If your child has RSV symptoms and isn’t getting better, ask yourself these questions and bring the answers to your pediatrician or seek quick medical attention:

“Some youngsters with bronchiolitis may have to be hospitalized for treatment with oxygen. If your child is unable to drink because of rapid breathing, he may need to receive intravenous fluids.”

American Academy of Pediatrics

  • Do you think your child’s symptoms are hard to control, not because they are getting worse, but rather because they are lingering for several weeks, which can be normal when young kids have RSV?
  • Does your newborn or infant under two or three months have a fever (temperature at or above 100.4F/38C)?
  • Is your child having trouble breathing, such as breathing fast or hard, with chest retractions (chest caving in), nasal flaring, trouble catching his breath, or a non-stop, continuous cough?
  • Do you see any signs that your child isn’t getting enough oxygen, including that “his fingertips and the area around his lips may turn a bluish color?”
  • Is your child dehydrated, with less urine output, dry mouth, or no tears?
  • Does your child have any medical problems that put her at higher risk for a severe RSV infection, including extreme prematurity, having complex heart disease, chronic lung disease of prematurity, or immune system problems?
  • Is your child lethargic, which doesn’t simply mean that he is just playing less, but rather that he is actually hard to wake up and is maybe skipping feedings?

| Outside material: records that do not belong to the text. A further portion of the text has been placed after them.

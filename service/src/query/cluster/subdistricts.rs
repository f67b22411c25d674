//! [`Query`] of the sub-district drill-down step.

use std::{convert::Infallible, fmt};

use tracing as log;

use crate::{
    domain::{
        region::{self, Level},
        Listing,
    },
    query::{listing, Query},
    read::{listing::Filter, Cluster},
    Service,
};

/// [`Query`] for clustering [`Listing`]s of a district by their
/// sub-districts.
#[derive(Clone, Debug)]
pub struct Subdistricts {
    /// [`region::Code`] of the selected district.
    pub district: region::Code,

    /// [`Filter`] of the clustered [`Listing`]s.
    pub filter: Filter,
}

impl<Db, Pl, Gc> Query<Subdistricts> for Service<Db, Pl, Gc>
where
    Self: Query<listing::ByRegion, Ok = Vec<Listing>>,
    <Self as Query<listing::ByRegion>>::Err: fmt::Display,
{
    type Ok = Vec<Cluster>;
    type Err = Infallible;

    async fn execute(
        &self,
        Subdistricts { district, filter }: Subdistricts,
    ) -> Result<Self::Ok, Self::Err> {
        let selector = region::Selector {
            code: district,
            level: Level::ProvinceDistrict,
        };
        let listings = match self
            .execute(listing::ByRegion::by(selector.clone()))
            .await
        {
            Ok(l) => l,
            Err(e) => {
                log::warn!(
                    "failed to load listings of `{}` district: {e}",
                    selector.code,
                );
                return Ok(Vec::new());
            }
        };

        Ok(Cluster::group(
            listings.iter().filter(|l| filter.matches(l)),
            Level::Subdistrict,
        ))
    }
}

#[cfg(test)]
mod spec {
    use crate::{
        domain::region::{Code, Level},
        query::spec::{broken, service, Unreachable},
        read::{cluster::spec::listing, listing::Filter},
        Query as _,
    };

    use super::Subdistricts;

    const SEOSAN: (&str, &str) = ("44210", "서산시");
    const DANGJIN: (&str, &str) = ("44270", "당진시");

    fn query(district: &str) -> Subdistricts {
        Subdistricts {
            district: Code::new(district).unwrap(),
            filter: Filter::default(),
        }
    }

    #[tokio::test]
    async fn references_parent_district() {
        let svc = service(
            [
                listing("1", SEOSAN, ("4421051000", "부춘동"), Some((36.78, 126.45))),
                listing("2", SEOSAN, ("4421052000", "동문1동"), Some((36.79, 126.46))),
                listing("3", SEOSAN, ("4421052000", "동문1동"), Some((36.80, 126.47))),
                listing("4", DANGJIN, ("4427051000", "당진1동"), Some((36.89, 126.63))),
            ],
            Unreachable,
        );

        let clusters = svc.execute(query("44210")).await.unwrap();

        let names = clusters
            .iter()
            .map(|c| (c.name.to_string(), c.count))
            .collect::<Vec<_>>();
        assert_eq!(
            names,
            [("동문1동".to_owned(), 2), ("부춘동".to_owned(), 1)],
        );
        assert!(clusters.iter().all(|c| c.level == Level::Subdistrict));
        assert!(clusters
            .iter()
            .all(|c| c.parent == Code::new("44210")));
    }

    #[tokio::test]
    async fn empty_for_unknown_district() {
        let svc = service(
            [listing("1", SEOSAN, ("4421051000", "부춘동"), Some((36.78, 126.45)))],
            Unreachable,
        );

        assert!(svc.execute(query("11110")).await.unwrap().is_empty());
    }

    #[tokio::test]
    async fn empty_when_store_fails() {
        let svc = broken(Unreachable);

        assert!(svc.execute(query("44210")).await.unwrap().is_empty());
    }
}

If your child with RSV is getting worse, although there aren’t any special treatments to make the RSV infection go away, supportive care is available to help your child through it, including IV fluids and supplemental oxygen. Those who are most sick sometimes end up on a ventilator to help them breath, and tragically, some infants with RSV die.

What To Know About Treating Hard to Control RSV

RSV is never really easy to control for infants and toddlers, as there is no treatment or cure, but fortunately, most kids do not have severe symptoms that require hospitalizations.